_DATA IN THIS EXERCISE_
//! Relay configuration
//!
//! All tunables of the relay core live in [`RelayConfig`]. Every field has a
//! default, so partial TOML files deserialize cleanly.

use core::time::Duration;

use serde::{Deserialize, Serialize};

use crate::errors::{RelayError, Result};

/// Placeholder relay addresses advertised by the relay; never dialed
pub const DEFAULT_RELAY_URLS: [&str; 3] = [
    "wss://relay.damus.io",
    "wss://nostr-pub.wellorder.net",
    "wss://relay.nostr.info",
];

// ----------------------------------------------------------------------------
// Relay Configuration
// ----------------------------------------------------------------------------

/// Configuration for session lifecycle, expiry and message caching
#[derive(Debug, Clone, PartialEq, Eq, Serialize, Deserialize)]
#[serde(default)]
pub struct RelayConfig {
    /// Seconds between expiry sweeps
    pub cleanup_interval_secs: u64,
    /// Minutes of inactivity after which an identity is erased
    pub inactivity_threshold_mins: u64,
    /// Minimum username length in characters
    pub min_username_length: usize,
    /// Maximum username length in characters
    pub max_username_length: usize,
    /// Maximum plaintext size of a single message in bytes
    pub max_message_bytes: usize,
    /// Maximum number of messages cached per identity (oldest dropped first)
    pub max_cached_messages: usize,
    /// Capacity of the broadcast fan-out channel
    pub broadcast_capacity: usize,
    /// External relay addresses (informational only)
    pub relay_urls: Vec<String>,
}

impl Default for RelayConfig {
    fn default() -> Self {
        Self {
            cleanup_interval_secs: 300,   // 5 minutes
            inactivity_threshold_mins: 30,
            min_username_length: 3,
            max_username_length: 32,
            max_message_bytes: 65536, // 64KB per message
            max_cached_messages: 1000,
            broadcast_capacity: 256,
            relay_urls: DEFAULT_RELAY_URLS.iter().map(|s| s.to_string()).collect(),
        }
    }
}

impl RelayConfig {
    /// Create configuration suited to tests: short intervals, small caches
    pub fn testing() -> Self {
        Self {
            cleanup_interval_secs: 1,
            inactivity_threshold_mins: 1,
            max_cached_messages: 16,
            broadcast_capacity: 64,
            relay_urls: Vec::new(),
            ..Self::default()
        }
    }

    /// Interval between expiry sweeps
    pub fn cleanup_interval(&self) -> Duration {
        Duration::from_secs(self.cleanup_interval_secs)
    }

    /// Inactivity threshold after which identities expire
    pub fn inactivity_threshold(&self) -> Duration {
        Duration::from_secs(self.inactivity_threshold_mins * 60)
    }

    /// Check the configuration for values the relay can't operate with
    pub fn validate(&self) -> Result<()> {
        if self.cleanup_interval_secs == 0 {
            return Err(RelayError::config_error("cleanup_interval_secs must be positive"));
        }
        if self.inactivity_threshold_mins == 0 {
            return Err(RelayError::config_error(
                "inactivity_threshold_mins must be positive",
            ));
        }
        if self.min_username_length == 0 {
            return Err(RelayError::config_error("min_username_length must be positive"));
        }
        if self.min_username_length > self.max_username_length {
            return Err(RelayError::config_error(format!(
                "min_username_length ({}) exceeds max_username_length ({})",
                self.min_username_length, self.max_username_length
            )));
        }
        if self.max_message_bytes == 0 || self.max_cached_messages == 0 {
            return Err(RelayError::config_error("message limits must be positive"));
        }
        if self.broadcast_capacity == 0 {
            return Err(RelayError::config_error("broadcast_capacity must be positive"));
        }
        Ok(())
    }
}
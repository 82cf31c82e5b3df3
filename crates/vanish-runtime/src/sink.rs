//! Broadcast fan-out sink
//!
//! Bridges the synchronous [`MessageSink`] seam to a tokio broadcast channel
//! that the transport layer subscribes to.

use tokio::sync::broadcast;
use tracing::debug;
use vanish_core::{MessageRecord, MessageSink};

/// Sink publishing every sent message to all subscribers
#[derive(Debug, Clone)]
pub struct BroadcastSink {
    sender: broadcast::Sender<MessageRecord>,
}

impl BroadcastSink {
    /// Create a sink buffering up to `capacity` records per slow subscriber
    pub fn new(capacity: usize) -> Self {
        let (sender, _) = broadcast::channel(capacity);
        Self { sender }
    }

    /// Subscribe to messages sent from now on
    pub fn subscribe(&self) -> broadcast::Receiver<MessageRecord> {
        self.sender.subscribe()
    }

    pub fn subscriber_count(&self) -> usize {
        self.sender.receiver_count()
    }
}

impl MessageSink for BroadcastSink {
    fn deliver(&self, record: &MessageRecord) {
        // No subscribers is a normal state, not a delivery failure
        if self.sender.send(record.clone()).is_err() {
            debug!("Message {} broadcast with no subscribers", record.id);
        }
    }
}
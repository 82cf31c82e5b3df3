//! Inactivity expiry
//!
//! [`ExpiryReaper::sweep`] is the synchronous unit of work; scheduling it on
//! an interval is left to the runtime crate.

use std::sync::Arc;

use core::time::Duration;

use tracing::{debug, warn};

use crate::errors::Result;
use crate::registry::IdentityRegistry;
use crate::types::IdentityHandle;

/// Finds and erases identities inactive for longer than a threshold
#[derive(Debug, Clone)]
pub struct ExpiryReaper {
    registry: Arc<IdentityRegistry>,
    threshold: Duration,
}

impl ExpiryReaper {
    /// Create a reaper using the registry's configured threshold
    pub fn new(registry: Arc<IdentityRegistry>) -> Self {
        let threshold = registry.config().inactivity_threshold();
        Self::with_threshold(registry, threshold)
    }

    /// Create a reaper with an explicit threshold
    pub fn with_threshold(registry: Arc<IdentityRegistry>, threshold: Duration) -> Self {
        Self {
            registry,
            threshold,
        }
    }

    pub fn threshold(&self) -> Duration {
        self.threshold
    }

    /// Erase every identity whose inactivity strictly exceeds the threshold
    ///
    /// Candidates are snapshotted first and each is re-checked at erasure
    /// time. Identities that left or became active in between are skipped.
    /// Returns the number of identities erased.
    pub fn sweep(&self) -> Result<usize> {
        let candidates = self.registry.inactive_handles(self.threshold)?;
        let erased = self.expire_candidates(&candidates);

        debug!(
            "Expiry sweep finished: {} candidates, {} erased",
            candidates.len(),
            erased
        );
        Ok(erased)
    }

    /// A failed erasure is logged and the remaining candidates still run
    fn expire_candidates(&self, candidates: &[IdentityHandle]) -> usize {
        let mut erased = 0;
        for handle in candidates {
            match self.registry.expire_if_inactive(handle, self.threshold) {
                Ok(true) => {
                    debug!("Expired inactive identity {}", handle);
                    erased += 1;
                }
                Ok(false) => {}
                Err(e) => warn!("Failed to expire identity {}: {}", handle, e),
            }
        }
        erased
    }
}
//! Relay service facade
//!
//! [`RelayService`] is the single entry point the transport layer talks to.
//! It owns the process-wide registry, routes messages through the broadcast
//! sink and runs the expiry reaper in the background.

use std::sync::{Arc, Mutex};

use tokio::sync::broadcast;
use tracing::info;
use vanish_core::{
    ExpiryReaper, FetchedMessage, IdentityRegistry, JoinReceipt, MessageId, MessageRecord,
    MessageRouter, Recipient, RegistryStats, RelayConfig, RelayError, RelayResult, SessionToken,
};

use crate::reaper_task::{ReaperHandle, ReaperTask};
use crate::sink::BroadcastSink;

/// Process-scoped relay state plus its background reaper
#[derive(Debug)]
pub struct RelayService {
    registry: Arc<IdentityRegistry>,
    router: MessageRouter,
    sink: Arc<BroadcastSink>,
    reaper: Mutex<Option<ReaperHandle>>,
}

impl RelayService {
    pub(crate) fn from_parts(registry: Arc<IdentityRegistry>) -> Self {
        let sink = Arc::new(BroadcastSink::new(registry.config().broadcast_capacity));
        let router = MessageRouter::new(registry.clone(), sink.clone());
        Self {
            registry,
            router,
            sink,
            reaper: Mutex::new(None),
        }
    }

    pub fn config(&self) -> &RelayConfig {
        self.registry.config()
    }

    pub fn registry(&self) -> &Arc<IdentityRegistry> {
        &self.registry
    }

    // ------------------------------------------------------------------------
    // Lifecycle
    // ------------------------------------------------------------------------

    /// Start the expiry reaper; must be called from within a tokio runtime
    pub fn start(&self) -> RelayResult<()> {
        let mut reaper = self.reaper.lock().map_err(|_| RelayError::StatePoisoned)?;
        if reaper.is_some() {
            return Err(RelayError::config_error("expiry reaper already running"));
        }

        let handle = ReaperTask::spawn(
            ExpiryReaper::new(self.registry.clone()),
            self.config().cleanup_interval(),
        );
        *reaper = Some(handle);
        info!("Relay service started");
        Ok(())
    }

    /// Stop the expiry reaper if it is running
    pub async fn stop(&self) {
        let handle = match self.reaper.lock() {
            Ok(mut reaper) => reaper.take(),
            Err(poisoned) => poisoned.into_inner().take(),
        };
        if let Some(handle) = handle {
            handle.stop().await;
            info!("Relay service stopped");
        }
    }

    pub fn is_running(&self) -> bool {
        self.reaper
            .lock()
            .map(|reaper| reaper.as_ref().is_some_and(|h| !h.is_finished()))
            .unwrap_or(false)
    }

    /// Sweeps completed by the running reaper, if any
    pub fn reaper_sweeps(&self) -> Option<u64> {
        self.reaper
            .lock()
            .ok()
            .and_then(|reaper| reaper.as_ref().map(ReaperHandle::sweeps_completed))
    }

    // ------------------------------------------------------------------------
    // Inbound Operations
    // ------------------------------------------------------------------------

    pub fn join(&self, username: &str) -> RelayResult<JoinReceipt> {
        self.registry.join(username)
    }

    /// Send a message; `recipient` of `None` or `"all"` broadcasts
    pub fn send_message(
        &self,
        token: &SessionToken,
        message: &str,
        recipient: Option<&str>,
    ) -> RelayResult<MessageId> {
        self.router
            .send_message(token, message, Recipient::parse(recipient))
    }

    pub fn fetch_messages(&self, token: &SessionToken) -> RelayResult<Vec<FetchedMessage>> {
        self.router.fetch_messages(token)
    }

    pub fn leave(&self, token: &SessionToken) -> RelayResult<()> {
        self.registry.leave(token)
    }

    pub fn list_usernames(&self) -> RelayResult<Vec<String>> {
        self.registry.list_usernames()
    }

    pub fn stats(&self) -> RelayResult<RegistryStats> {
        self.registry.stats()
    }

    /// Receive every message sent after this call
    pub fn subscribe(&self) -> broadcast::Receiver<MessageRecord> {
        self.sink.subscribe()
    }

    /// Erase all identities immediately
    pub fn wipe(&self) -> RelayResult<usize> {
        self.registry.clear()
    }
}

_TASK DIRECTIONS_
Using only the listing above, restate exactly the lines from the line containing "impl MessageSink for" through the line containing "the runtime crate.", both included.

_EXERCISE RESULT_
impl MessageSink for BroadcastSink {
    fn deliver(&self, record: &MessageRecord) {
        // No subscribers is a normal state, not a delivery failure
        if self.sender.send(record.clone()).is_err() {
            debug!("Message {} broadcast with no subscribers", record.id);
        }
    }
}
repository 82cf31c82e5b3df3
//! Inactivity expiry
//!
//! [`ExpiryReaper::sweep`] is the synchronous unit of work; scheduling it on
//! an interval is left to the runtime crate.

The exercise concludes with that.